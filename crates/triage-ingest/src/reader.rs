//! Workbook entry points: uploads and local files.

use std::fs;
use std::path::Path;

use tracing::{debug, info_span};
use triage_model::RawTable;

use crate::csv::read_csv_bytes;
use crate::error::{IngestError, Result};
use crate::excel::read_excel_bytes;
use crate::kind::WorkbookKind;

/// Parses an uploaded workbook.
///
/// Checks run in upload order: filename present, content present, supported
/// suffix, parseable content, at least one data row.
pub fn read_workbook_bytes(filename: &str, bytes: &[u8]) -> Result<RawTable> {
    if filename.trim().is_empty() {
        return Err(IngestError::MissingFilename);
    }
    if bytes.is_empty() {
        return Err(IngestError::EmptyUpload);
    }
    let kind = WorkbookKind::from_filename(filename)?;

    let span = info_span!("read_workbook", filename, ?kind);
    let _guard = span.enter();

    let table = match kind {
        WorkbookKind::Csv => read_csv_bytes(filename, bytes)?,
        WorkbookKind::Excel => read_excel_bytes(filename, bytes)?,
    };
    if table.height() == 0 {
        return Err(IngestError::EmptyWorkbook {
            filename: filename.to_string(),
        });
    }

    debug!(
        bytes = bytes.len(),
        rows = table.height(),
        columns = table.width(),
        "workbook loaded"
    );
    Ok(table)
}

/// Reads a workbook from disk. The file name decides the reader.
pub fn read_workbook(path: &Path) -> Result<RawTable> {
    let filename = path
        .file_name()
        .map(|name| name.to_string_lossy().into_owned())
        .unwrap_or_default();
    if !filename.is_empty() {
        WorkbookKind::from_filename(&filename)?;
    }

    let bytes = fs::read(path).map_err(|e| {
        if e.kind() == std::io::ErrorKind::NotFound {
            IngestError::FileNotFound {
                path: path.to_path_buf(),
            }
        } else {
            IngestError::FileRead {
                path: path.to_path_buf(),
                source: e,
            }
        }
    })?;
    read_workbook_bytes(&filename, &bytes)
}
use axum::{
    http::{header, Method},
    Router,
};
use std::net::SocketAddr;
use tower::ServiceBuilder;
use tower_http::{
    cors::{Any, CorsLayer},
    services::ServeDir,
};

use crate::web::api::{create_router, AppState};

/// Environment variable that overrides the configured port
pub const PORT_ENV: &str = "STEPWISE_SSSP_PORT";

/// Configuration for the web server
#[derive(Debug, Clone)]
pub struct ServerConfig {
    pub port: u16,
    pub static_dir: String,
    pub enable_cors: bool,
    pub max_sessions: usize,
}

impl Default for ServerConfig {
    fn default() -> Self {
        Self {
            port: 3005,
            static_dir: "web".to_string(),
            enable_cors: true,
            max_sessions: 1000,
        }
    }
}

impl ServerConfig {
    /// Defaults, then the environment, then an explicit port argument
    pub fn from_env_and_args<I>(args: I) -> Self
    where
        I: IntoIterator<Item = String>,
    {
        let mut config = Self::default();

        if let Ok(value) = std::env::var(PORT_ENV) {
            match value.parse() {
                Ok(port) => config.port = port,
                Err(_) => log::warn!("Ignoring {}={}: not a port number", PORT_ENV, value),
            }
        }

        if let Some(arg) = args.into_iter().nth(1) {
            match arg.parse() {
                Ok(port) => config.port = port,
                Err(_) => log::warn!("Ignoring port argument {}: not a port number", arg),
            }
        }

        config
    }
}

/// Builds the full application: API routes, static files and optional CORS
pub fn build_app(config: &ServerConfig) -> Router {
    let app_state = AppState::with_max_sessions(config.max_sessions);

    let app = Router::new()
        .merge(create_router())
        // Anything that is not an API route is a file of the web frontend
        .fallback_service(ServeDir::new(&config.static_dir))
        .with_state(app_state);

    if config.enable_cors {
        let cors = CorsLayer::new()
            .allow_origin(Any)
            .allow_methods([Method::GET, Method::POST, Method::DELETE])
            .allow_headers([header::CONTENT_TYPE, header::AUTHORIZATION]);

        app.layer(ServiceBuilder::new().layer(cors).into_inner())
    } else {
        app
    }
}

/// Start the web server with custom configuration
pub async fn start_server_with_config(
    config: ServerConfig,
) -> Result<(), Box<dyn std::error::Error>> {
    let app = build_app(&config);

    let addr = SocketAddr::from(([127, 0, 0, 1], config.port));
    log::info!("Stepwise SSSP web server starting on http://{}", addr);
    log::info!("Serving static files from: {}", config.static_dir);

    let listener = tokio::net::TcpListener::bind(addr).await?;
    axum::serve(listener, app).await?;

    Ok(())
}

/// Start the web server with default configuration on `port`
pub async fn start_server(port: u16) -> Result<(), Box<dyn std::error::Error>> {
    start_server_with_config(ServerConfig {
        port,
        ..Default::default()
    })
    .await
}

########################################

→ **WHAT THE TASK ASKS**:
Search the listing above for the lines with "with custom configuration" and "SSSP web server", then output those lines and all lines between them exactly.

→ **WRITTEN REPLY**:
/// Start the web server with custom configuration
pub async fn start_server_with_config(
    config: ServerConfig,
) -> Result<(), Box<dyn std::error::Error>> {
    let app = build_app(&config);

    let addr = SocketAddr::from(([127, 0, 0, 1], config.port));
    log::info!("Stepwise SSSP web server starting on http://{}", addr);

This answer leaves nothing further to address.